----- DATA FOR REVIEW -----

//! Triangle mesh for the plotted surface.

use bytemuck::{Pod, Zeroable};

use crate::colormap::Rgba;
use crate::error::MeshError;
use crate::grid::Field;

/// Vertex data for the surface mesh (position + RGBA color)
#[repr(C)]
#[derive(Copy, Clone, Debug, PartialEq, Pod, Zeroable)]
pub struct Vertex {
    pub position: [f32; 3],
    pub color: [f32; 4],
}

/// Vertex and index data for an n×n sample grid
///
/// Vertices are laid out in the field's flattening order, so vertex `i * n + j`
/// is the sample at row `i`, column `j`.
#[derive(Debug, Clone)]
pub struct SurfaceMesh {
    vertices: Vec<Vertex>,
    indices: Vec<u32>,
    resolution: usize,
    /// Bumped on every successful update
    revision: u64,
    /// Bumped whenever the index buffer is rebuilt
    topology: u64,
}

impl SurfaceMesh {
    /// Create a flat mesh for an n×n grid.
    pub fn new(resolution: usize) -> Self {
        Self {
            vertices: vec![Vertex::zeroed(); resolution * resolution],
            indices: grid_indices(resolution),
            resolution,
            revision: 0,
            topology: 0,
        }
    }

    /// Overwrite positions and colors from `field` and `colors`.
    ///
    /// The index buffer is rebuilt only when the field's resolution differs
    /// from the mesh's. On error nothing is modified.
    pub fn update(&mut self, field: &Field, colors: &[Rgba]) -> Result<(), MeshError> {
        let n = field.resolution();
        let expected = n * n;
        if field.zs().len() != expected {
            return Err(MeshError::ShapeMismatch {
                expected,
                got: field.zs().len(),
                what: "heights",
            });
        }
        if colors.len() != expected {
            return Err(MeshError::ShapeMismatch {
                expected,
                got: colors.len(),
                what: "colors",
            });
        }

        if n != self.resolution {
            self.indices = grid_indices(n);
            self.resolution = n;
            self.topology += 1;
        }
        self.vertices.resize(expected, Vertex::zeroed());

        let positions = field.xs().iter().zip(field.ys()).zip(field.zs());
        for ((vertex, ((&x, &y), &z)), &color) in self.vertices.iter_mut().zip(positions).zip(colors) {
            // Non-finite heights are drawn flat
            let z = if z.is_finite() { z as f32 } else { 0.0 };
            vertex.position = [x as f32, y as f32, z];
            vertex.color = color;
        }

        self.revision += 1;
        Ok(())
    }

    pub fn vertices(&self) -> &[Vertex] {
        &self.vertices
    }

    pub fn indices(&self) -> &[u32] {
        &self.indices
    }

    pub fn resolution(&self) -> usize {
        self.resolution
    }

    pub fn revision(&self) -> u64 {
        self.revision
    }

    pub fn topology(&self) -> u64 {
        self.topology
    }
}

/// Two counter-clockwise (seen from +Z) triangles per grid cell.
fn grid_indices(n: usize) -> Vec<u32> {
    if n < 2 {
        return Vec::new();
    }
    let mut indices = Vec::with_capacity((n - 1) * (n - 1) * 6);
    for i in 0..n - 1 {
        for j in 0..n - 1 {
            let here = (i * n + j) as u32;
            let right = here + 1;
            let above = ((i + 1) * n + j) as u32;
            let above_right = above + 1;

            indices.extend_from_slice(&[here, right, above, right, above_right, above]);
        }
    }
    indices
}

-----
----- DATA FOR REVIEW -----

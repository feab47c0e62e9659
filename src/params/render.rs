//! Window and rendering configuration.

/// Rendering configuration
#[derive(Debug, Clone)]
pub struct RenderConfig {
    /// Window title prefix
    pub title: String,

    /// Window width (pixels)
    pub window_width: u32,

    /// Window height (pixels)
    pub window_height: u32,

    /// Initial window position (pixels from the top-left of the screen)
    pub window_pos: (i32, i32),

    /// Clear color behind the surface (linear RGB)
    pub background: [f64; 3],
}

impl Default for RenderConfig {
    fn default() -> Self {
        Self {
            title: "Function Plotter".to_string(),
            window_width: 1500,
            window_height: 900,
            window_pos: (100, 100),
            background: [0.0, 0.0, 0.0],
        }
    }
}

-----
----- DATA FOR REVIEW -----

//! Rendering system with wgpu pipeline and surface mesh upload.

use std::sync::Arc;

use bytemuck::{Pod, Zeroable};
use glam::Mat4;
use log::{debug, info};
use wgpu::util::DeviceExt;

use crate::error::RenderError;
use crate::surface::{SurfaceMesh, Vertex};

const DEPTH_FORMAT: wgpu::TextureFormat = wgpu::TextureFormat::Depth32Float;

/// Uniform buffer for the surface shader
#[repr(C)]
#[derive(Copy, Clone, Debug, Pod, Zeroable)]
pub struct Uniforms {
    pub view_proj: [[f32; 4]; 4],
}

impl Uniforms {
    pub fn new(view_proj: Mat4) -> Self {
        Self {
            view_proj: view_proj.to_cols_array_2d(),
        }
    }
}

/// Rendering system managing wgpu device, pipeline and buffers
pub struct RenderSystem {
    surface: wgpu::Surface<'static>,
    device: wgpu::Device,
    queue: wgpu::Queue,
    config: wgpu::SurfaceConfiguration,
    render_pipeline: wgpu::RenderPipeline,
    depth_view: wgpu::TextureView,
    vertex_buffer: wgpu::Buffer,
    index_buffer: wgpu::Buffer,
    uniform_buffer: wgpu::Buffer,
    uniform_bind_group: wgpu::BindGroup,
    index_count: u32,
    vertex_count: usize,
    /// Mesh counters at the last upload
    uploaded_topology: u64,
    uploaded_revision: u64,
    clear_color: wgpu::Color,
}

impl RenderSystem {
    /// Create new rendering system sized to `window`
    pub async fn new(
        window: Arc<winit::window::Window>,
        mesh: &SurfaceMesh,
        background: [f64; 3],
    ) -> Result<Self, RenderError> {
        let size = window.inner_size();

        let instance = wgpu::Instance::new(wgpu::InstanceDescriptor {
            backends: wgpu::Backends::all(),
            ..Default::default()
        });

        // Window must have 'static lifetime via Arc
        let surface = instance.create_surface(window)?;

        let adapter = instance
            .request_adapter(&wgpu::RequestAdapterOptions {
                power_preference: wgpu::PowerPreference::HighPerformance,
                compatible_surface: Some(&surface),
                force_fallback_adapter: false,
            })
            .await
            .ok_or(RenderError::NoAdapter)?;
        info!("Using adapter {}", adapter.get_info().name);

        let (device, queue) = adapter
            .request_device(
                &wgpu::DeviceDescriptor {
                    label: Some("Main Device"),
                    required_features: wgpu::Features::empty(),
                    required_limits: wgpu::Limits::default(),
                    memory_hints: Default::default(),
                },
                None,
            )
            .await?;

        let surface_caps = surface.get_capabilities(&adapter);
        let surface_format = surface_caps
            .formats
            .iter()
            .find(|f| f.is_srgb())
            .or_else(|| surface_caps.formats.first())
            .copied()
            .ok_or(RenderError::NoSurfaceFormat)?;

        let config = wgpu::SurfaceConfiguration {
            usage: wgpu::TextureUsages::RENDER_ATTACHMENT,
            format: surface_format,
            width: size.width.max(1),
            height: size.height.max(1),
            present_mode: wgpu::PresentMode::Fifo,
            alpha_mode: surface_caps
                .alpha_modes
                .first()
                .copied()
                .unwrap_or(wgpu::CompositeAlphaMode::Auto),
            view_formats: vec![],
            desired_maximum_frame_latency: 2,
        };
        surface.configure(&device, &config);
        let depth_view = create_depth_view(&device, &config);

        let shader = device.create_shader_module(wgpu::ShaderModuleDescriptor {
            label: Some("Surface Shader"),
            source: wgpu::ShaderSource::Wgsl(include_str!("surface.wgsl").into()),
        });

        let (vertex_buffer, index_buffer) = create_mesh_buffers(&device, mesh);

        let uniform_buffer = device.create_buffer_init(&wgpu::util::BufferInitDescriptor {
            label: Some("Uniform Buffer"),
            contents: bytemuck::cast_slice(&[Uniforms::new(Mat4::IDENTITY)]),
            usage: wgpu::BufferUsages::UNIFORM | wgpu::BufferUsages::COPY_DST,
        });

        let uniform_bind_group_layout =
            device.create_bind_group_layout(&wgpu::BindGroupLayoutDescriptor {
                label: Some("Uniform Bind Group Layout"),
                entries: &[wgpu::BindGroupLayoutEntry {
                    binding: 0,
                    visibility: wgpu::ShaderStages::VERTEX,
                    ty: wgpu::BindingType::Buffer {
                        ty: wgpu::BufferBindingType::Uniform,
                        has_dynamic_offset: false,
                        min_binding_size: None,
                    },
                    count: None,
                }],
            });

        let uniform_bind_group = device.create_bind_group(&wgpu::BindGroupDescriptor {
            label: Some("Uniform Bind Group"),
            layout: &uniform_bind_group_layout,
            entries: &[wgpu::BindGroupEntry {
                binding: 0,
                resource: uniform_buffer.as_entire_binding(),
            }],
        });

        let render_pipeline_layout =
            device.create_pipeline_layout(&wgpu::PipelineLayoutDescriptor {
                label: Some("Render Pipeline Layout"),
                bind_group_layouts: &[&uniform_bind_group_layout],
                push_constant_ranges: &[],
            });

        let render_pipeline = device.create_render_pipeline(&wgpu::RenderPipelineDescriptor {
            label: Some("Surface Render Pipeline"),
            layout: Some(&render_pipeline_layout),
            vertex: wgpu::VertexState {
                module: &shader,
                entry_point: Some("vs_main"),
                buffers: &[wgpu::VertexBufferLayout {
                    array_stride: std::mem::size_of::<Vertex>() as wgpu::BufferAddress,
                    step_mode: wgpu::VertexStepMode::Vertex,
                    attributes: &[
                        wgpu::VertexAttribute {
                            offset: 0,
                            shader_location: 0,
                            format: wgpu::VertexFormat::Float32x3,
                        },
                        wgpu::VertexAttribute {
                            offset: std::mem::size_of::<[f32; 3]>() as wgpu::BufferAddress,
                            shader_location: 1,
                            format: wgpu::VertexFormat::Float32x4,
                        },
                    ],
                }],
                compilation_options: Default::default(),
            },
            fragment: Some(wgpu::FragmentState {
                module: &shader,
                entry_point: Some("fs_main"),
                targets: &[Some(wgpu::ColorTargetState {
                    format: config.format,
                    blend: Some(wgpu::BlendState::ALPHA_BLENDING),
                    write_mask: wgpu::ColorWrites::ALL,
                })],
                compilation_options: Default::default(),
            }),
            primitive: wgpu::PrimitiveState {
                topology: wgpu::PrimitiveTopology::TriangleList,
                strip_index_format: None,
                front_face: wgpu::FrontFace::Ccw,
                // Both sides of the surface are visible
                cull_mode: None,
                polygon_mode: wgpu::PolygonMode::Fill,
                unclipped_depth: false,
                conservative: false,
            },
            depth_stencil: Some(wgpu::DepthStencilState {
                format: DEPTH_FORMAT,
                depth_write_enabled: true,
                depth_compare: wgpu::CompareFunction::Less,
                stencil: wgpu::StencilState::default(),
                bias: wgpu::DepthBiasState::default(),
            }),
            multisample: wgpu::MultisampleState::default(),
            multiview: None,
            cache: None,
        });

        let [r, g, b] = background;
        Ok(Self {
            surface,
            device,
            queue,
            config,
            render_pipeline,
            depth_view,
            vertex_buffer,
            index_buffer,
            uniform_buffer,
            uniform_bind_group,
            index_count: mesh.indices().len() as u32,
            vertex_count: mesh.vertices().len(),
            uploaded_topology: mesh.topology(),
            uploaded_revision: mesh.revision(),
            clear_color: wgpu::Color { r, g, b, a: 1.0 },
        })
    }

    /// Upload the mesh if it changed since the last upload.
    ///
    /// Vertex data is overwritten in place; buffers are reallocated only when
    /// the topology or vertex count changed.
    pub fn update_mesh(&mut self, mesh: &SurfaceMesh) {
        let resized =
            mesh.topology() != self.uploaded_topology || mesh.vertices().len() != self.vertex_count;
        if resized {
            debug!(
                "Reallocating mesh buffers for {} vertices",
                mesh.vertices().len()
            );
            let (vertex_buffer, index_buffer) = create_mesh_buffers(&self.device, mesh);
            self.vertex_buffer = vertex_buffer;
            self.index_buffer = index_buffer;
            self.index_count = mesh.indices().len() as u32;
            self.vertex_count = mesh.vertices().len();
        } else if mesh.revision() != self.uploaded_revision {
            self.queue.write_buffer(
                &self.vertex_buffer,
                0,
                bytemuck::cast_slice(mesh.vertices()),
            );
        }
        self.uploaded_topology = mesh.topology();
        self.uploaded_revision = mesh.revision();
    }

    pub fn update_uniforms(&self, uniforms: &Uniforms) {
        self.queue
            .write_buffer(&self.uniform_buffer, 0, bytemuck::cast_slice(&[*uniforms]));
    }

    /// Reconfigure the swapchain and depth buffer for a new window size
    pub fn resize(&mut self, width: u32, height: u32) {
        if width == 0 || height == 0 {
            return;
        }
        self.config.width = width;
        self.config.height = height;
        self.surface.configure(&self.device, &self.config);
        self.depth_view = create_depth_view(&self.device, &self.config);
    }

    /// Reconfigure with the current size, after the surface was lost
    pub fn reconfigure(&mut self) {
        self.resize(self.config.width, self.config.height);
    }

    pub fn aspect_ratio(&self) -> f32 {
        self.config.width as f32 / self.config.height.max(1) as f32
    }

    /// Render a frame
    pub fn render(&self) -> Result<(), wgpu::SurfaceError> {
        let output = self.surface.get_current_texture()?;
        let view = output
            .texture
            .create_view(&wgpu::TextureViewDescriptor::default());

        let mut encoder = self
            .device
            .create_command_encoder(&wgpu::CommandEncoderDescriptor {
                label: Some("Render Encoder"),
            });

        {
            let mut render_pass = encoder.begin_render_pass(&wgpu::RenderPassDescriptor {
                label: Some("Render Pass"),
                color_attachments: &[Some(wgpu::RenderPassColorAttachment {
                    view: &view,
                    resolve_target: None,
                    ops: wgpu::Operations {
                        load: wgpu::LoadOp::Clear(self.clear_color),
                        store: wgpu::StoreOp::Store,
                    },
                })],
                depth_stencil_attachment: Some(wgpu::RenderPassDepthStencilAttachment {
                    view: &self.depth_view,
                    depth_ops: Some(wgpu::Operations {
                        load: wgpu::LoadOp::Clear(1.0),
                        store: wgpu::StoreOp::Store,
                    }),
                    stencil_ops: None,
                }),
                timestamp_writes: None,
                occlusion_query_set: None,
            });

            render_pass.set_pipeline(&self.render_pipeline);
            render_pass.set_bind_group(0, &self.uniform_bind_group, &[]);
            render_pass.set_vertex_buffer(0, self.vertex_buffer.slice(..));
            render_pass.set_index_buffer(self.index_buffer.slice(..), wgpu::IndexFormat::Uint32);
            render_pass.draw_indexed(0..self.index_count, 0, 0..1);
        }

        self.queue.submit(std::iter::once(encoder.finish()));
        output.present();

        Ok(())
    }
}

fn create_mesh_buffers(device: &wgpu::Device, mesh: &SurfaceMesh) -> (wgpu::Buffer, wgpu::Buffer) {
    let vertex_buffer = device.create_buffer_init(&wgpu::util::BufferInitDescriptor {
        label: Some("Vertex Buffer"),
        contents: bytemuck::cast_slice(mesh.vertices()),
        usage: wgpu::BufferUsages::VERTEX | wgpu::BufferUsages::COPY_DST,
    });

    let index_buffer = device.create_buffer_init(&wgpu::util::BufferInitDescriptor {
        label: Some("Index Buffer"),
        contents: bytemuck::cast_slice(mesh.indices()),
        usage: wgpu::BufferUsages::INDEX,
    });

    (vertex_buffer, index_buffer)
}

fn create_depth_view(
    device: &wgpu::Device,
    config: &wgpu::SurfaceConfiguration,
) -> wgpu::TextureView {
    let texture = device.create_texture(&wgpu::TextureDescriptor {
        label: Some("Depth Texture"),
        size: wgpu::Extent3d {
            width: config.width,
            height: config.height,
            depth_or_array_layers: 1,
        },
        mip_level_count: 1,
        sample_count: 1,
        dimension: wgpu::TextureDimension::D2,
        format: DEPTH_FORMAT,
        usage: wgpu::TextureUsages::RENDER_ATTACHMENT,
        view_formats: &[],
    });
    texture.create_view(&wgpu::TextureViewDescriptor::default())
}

-----

WORK TO COMPLETE
Extract every line above that contains the word "false".

ANSWER SPACE
                force_fallback_adapter: false,
                        has_dynamic_offset: false,
                unclipped_depth: false,
                conservative: false,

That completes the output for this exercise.